特に困るのは、家族が「全て施設のドクターにお任せします」と意思表示している時。

直接病状を追っている看護師チームが判断して、

あまりに困った時は日勤のうちに看護師長に相談して、

解決できるようにするのだけれど、

 

今どきの病院て、高齢者の方々の救急搬送を受け入れない方針のところが多く、

夜間に救急搬送するために救急車を呼んでも、

受け入れ先の病院を探すのに1時間もかかることも多かった。

 

だから、施設の医師は、最初から搬送することを諦め、

「ある程度の指示は出すから、できることをして様子見といて」となることが多い。

 

 

 

 

以前に、管理職として勤めていた特別養護老人ホームでは、

非常に悔しい思いをした記憶があります。

 

特別養護老人ホーム、通称「特養」。

特養の看護師は、夜勤がないんですよ。

そのかわり、電話番があるのだけれど、

ある日、日勤の帰りに、市内の体育館で筋トレをしてて、

終わった頃に電話が鳴って、「利用者様が激しく嘔吐されて夕食も食べられなかった」と、

介護士さんの慌てている声でした。

急いで施設に戻ると、

身体があきらかに昼間と違って、ガクガクと震えてて、

顔面蒼白で、苦しそうに悶えてたので、

ドクターコールして救急搬送の指示を貰い、家族にも電話し、

救急車を呼んだのだけれど、

なんとその時は、10箇所くらい、受け入れを断られてしまったのです。

真ん前でどんどん顔面蒼白が強くなって行く利用者様。

うろたえている家族を見て、「まだ病院見つからないですか!」と、

思わず救急隊員に怒鳴った私。

利用者様が明らかにショック状態に陥っているのが分かりました。

結局、最初に断られた病院にゴリ押しして受け入れが決まったのだけど、

その3日後に、利用者様は亡くなられました。

 

この時は、あまりに悔し過ぎて、戦々恐々としました。

 

もう、あんな思いをしたくない。
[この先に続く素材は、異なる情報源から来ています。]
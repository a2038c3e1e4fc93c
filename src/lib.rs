//! # LZW dictionary coder
//!
//! This crate provides an [`Encoder`] that turns a byte stream into a sequence of integer code
//! words and a [`Decoder`] that turns such a sequence back into bytes. Codes are not packed into
//! a bitstream; each one is a plain [`Code`] value and the io adapters write them as decimal text,
//! one per line.
//!
//! The code table starts out with one literal code per byte of the alphabet (code `i` is byte
//! `i`) and learns one `(prefix, byte)` pair for every emitted code until it holds
//! `1 << code_width` entries. A full table is never reset, the coder merely stops learning.
//!
//! Exemplary use of the encoder:
//!
//! ```
//! use lzwords::encode::Encoder;
//! let data = b"ABAB";
//!
//! let mut encoder = Encoder::new();
//! let codes: Vec<_> = encoder.codes(data.iter().copied()).collect::<Result<_, _>>().unwrap();
//! assert_eq!(codes, [u16::from(b'A'), u16::from(b'B'), 256]);
//! ```
//!
//! [`Encoder`]: encode/struct.Encoder.html
//! [`Decoder`]: decode/struct.Decoder.html
//! [`Code`]: type.Code.html
#![forbid(unsafe_code)]

/// The widest supported code, all codes fit into a `u16`.
pub const MAX_CODESIZE: u8 = 16;
/// The code width used when none is configured.
pub const DEFAULT_CODESIZE: u8 = 12;
/// The number of literal codes when none is configured, one for each byte value.
pub const DEFAULT_ALPHABET: u16 = 256;

/// Alias for a LZW code point
pub type Code = u16;

pub mod error;
pub mod table;
pub mod encode;
pub mod decode;

pub use crate::error::{ConfigError, LzwError};

/// The sizes of a code table.
///
/// Both encoder and decoder must use the same configuration, nothing in the code stream records
/// it.
#[derive(Clone, Copy, Debug, PartialEq, Eq)]
pub struct Configuration {
    code_width: u8,
    alphabet_size: u16,
}

/// The result of a coding operation on a pair of buffer.
#[must_use = "Contains a status with potential error information"]
#[derive(Debug)]
pub struct StreamResult {
    /// The number of items consumed from the input buffer, bytes or codes.
    pub consumed_in: usize,
    /// The number of items written into the output buffer, codes or bytes.
    pub consumed_out: usize,
    /// The status after returning from the write call.
    pub status: Result<LzwStatus, LzwError>,
}

/// The result of coding a whole reader into a writer.
#[cfg(feature = "std")]
#[must_use = "Contains a status with potential error information"]
pub struct AllResult {
    /// The total number of bytes consumed from the reader.
    pub bytes_read: usize,
    /// The total number of bytes written into the writer.
    pub bytes_written: usize,
    /// The possible error that occurred.
    ///
    /// Note that when writing into streams it is not in general possible to recover from an
    /// error.
    pub status: std::io::Result<()>,
}

/// The status after successful coding of some input.
#[derive(Clone, Copy, Debug, PartialEq, Eq, Hash)]
pub enum LzwStatus {
    /// Everything went well.
    Ok,
    /// No bytes were read or written and no internal state advanced.
    ///
    /// If this is returned but your application can not provide more input data then the input
    /// was not marked as finished with `finish`.
    NoProgress,
    /// The input was finished and everything pending has been written.
    Done,
}

impl Configuration {
    /// A configuration with the given code width and one literal code per byte value.
    pub fn new(code_width: u8) -> Result<Self, ConfigError> {
        Self::with_alphabet(code_width, DEFAULT_ALPHABET)
    }

    /// A configuration with a reduced alphabet.
    ///
    /// Only bytes below `alphabet_size` may then be encoded.
    pub fn with_alphabet(code_width: u8, alphabet_size: u16) -> Result<Self, ConfigError> {
        if code_width == 0 || code_width > MAX_CODESIZE {
            return Err(ConfigError::CodeWidth { width: code_width });
        }

        if alphabet_size == 0 || alphabet_size > DEFAULT_ALPHABET {
            return Err(ConfigError::AlphabetSize { size: alphabet_size });
        }

        let table_size = 1usize << code_width;
        if table_size < usize::from(alphabet_size) {
            return Err(ConfigError::TableTooSmall {
                table_size,
                alphabet_size,
            });
        }

        Ok(Configuration {
            code_width,
            alphabet_size,
        })
    }

    /// The number of bits needed for every code.
    pub fn code_width(&self) -> u8 {
        self.code_width
    }

    /// The number of pre-seeded literal codes.
    pub fn alphabet_size(&self) -> u16 {
        self.alphabet_size
    }

    /// The maximum number of entries, literals included.
    pub fn table_size(&self) -> usize {
        1 << self.code_width
    }
}

impl Default for Configuration {
    fn default() -> Self {
        Configuration {
            code_width: DEFAULT_CODESIZE,
            alphabet_size: DEFAULT_ALPHABET,
        }
    }
}

/// Compress a byte slice with the default configuration.
pub fn compress(data: &[u8]) -> Vec<Code> {
    let mut encoder = encode::Encoder::new();
    let mut out = vec![0; data.len() + 1];
    encoder.finish();
    let result = encoder.encode_bytes(data, &mut out);
    // Every byte produces at most one code plus the final flush, nothing is out of the alphabet.
    debug_assert!(matches!(result.status, Ok(LzwStatus::Done)));
    out.truncate(result.consumed_out);
    out
}

/// Decompress a code sequence produced with the default configuration.
pub fn decompress(codes: &[Code]) -> Result<Vec<u8>, LzwError> {
    let mut decoder = decode::Decoder::new();
    decoder.finish();
    decoder.decode_vec(codes)
}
そう思っていたのに。

 

私の母は、夜中に嘔吐して、誤嚥して、

明らかにSPO2値(体内の酸素飽和度、通常は95%以上)が80%切ってて、

酸素5リットル投与されていたのに。

夜勤明けで寝ていた私が、最初の急変の電話から、

6時間以上経って気付いて、

慌てて施設に行き、救急搬送を要請した時には、

すでに片肺が、誤嚥性肺炎で真っ白の状態でした。

 

夜間の嘔吐時に、最初に対応してくれたのは、看護師長でしたが、

やはり施設長(ドクター)から「様子を見るように」としか

言われなかったのだそうです。

この時に、ずっと我慢していた私の心がブツッ!とキレました。

娘として、看護師として、できることは全部やる、

ドクターの言いなりにはならん、と。

 

案の定、病院では、「人工呼吸器をつけるかもしれないので、

覚悟しておいてください」とまで言われて、私がうろたえてしまいました。

 

この一度の誤嚥性肺炎で、母は寝たきりになってしまいました。

この時に、母の死を覚悟したんですよ。

 

そこから丸一年、寝たきりの状態で、母は頑張りました。

本当に。ちょうど丸一年でした。

 

 

 

 

医師が治療を諦めてしまう、高齢者介護を取り巻く現実を、

変えることは、残念ながらできません。

 

だから、母の最期を看取った、その時に、決意したんです。

「これでもう、介護から離れよう」と。

 

御高齢の方々の命を線引きするとか、命の期限を決めるのは、

医療者ではなく、あくまで「本人と家族」です。

 

介護のつらさは、本人と家族しか分からない。

私たち医療者は、それを「支えるだけ」です。

どんな形の家族でも、介護を頑張った後に、

悔いのない人生にして頂きたい。

いろんな家族に、いろんな幸せの形や、人生ドラマがあるように、

ちゃんと死に目に会えて、それぞれのドラマを完成できるように、

支えられる仕事がしたい、それだけなんです。

 

 

 

だから、私は介護から離れることにしました。

看護職として、自分らしい仕事がやりたい。

そう願って、改めて病院での病棟勤務を希望しました。

 

この2月から、7年ぶりの病棟勤務となり、

今は中途採用として育てていただています。

 

私の看護師人生を変えてくれた「在宅12年の母の介護生活」に、

ちゃんと向き合うためにも、

私は私なりに、人助けの道を歩んでいきたい。

そう思って、毎日頑張っている最中です。

 

 

 

 

 

 

頑張らないと、あの世から応援してくれる母に怒られる。

 

 

 

 

たくさんの人の希望となりたい。

そう思って、これからも頑張っていきます。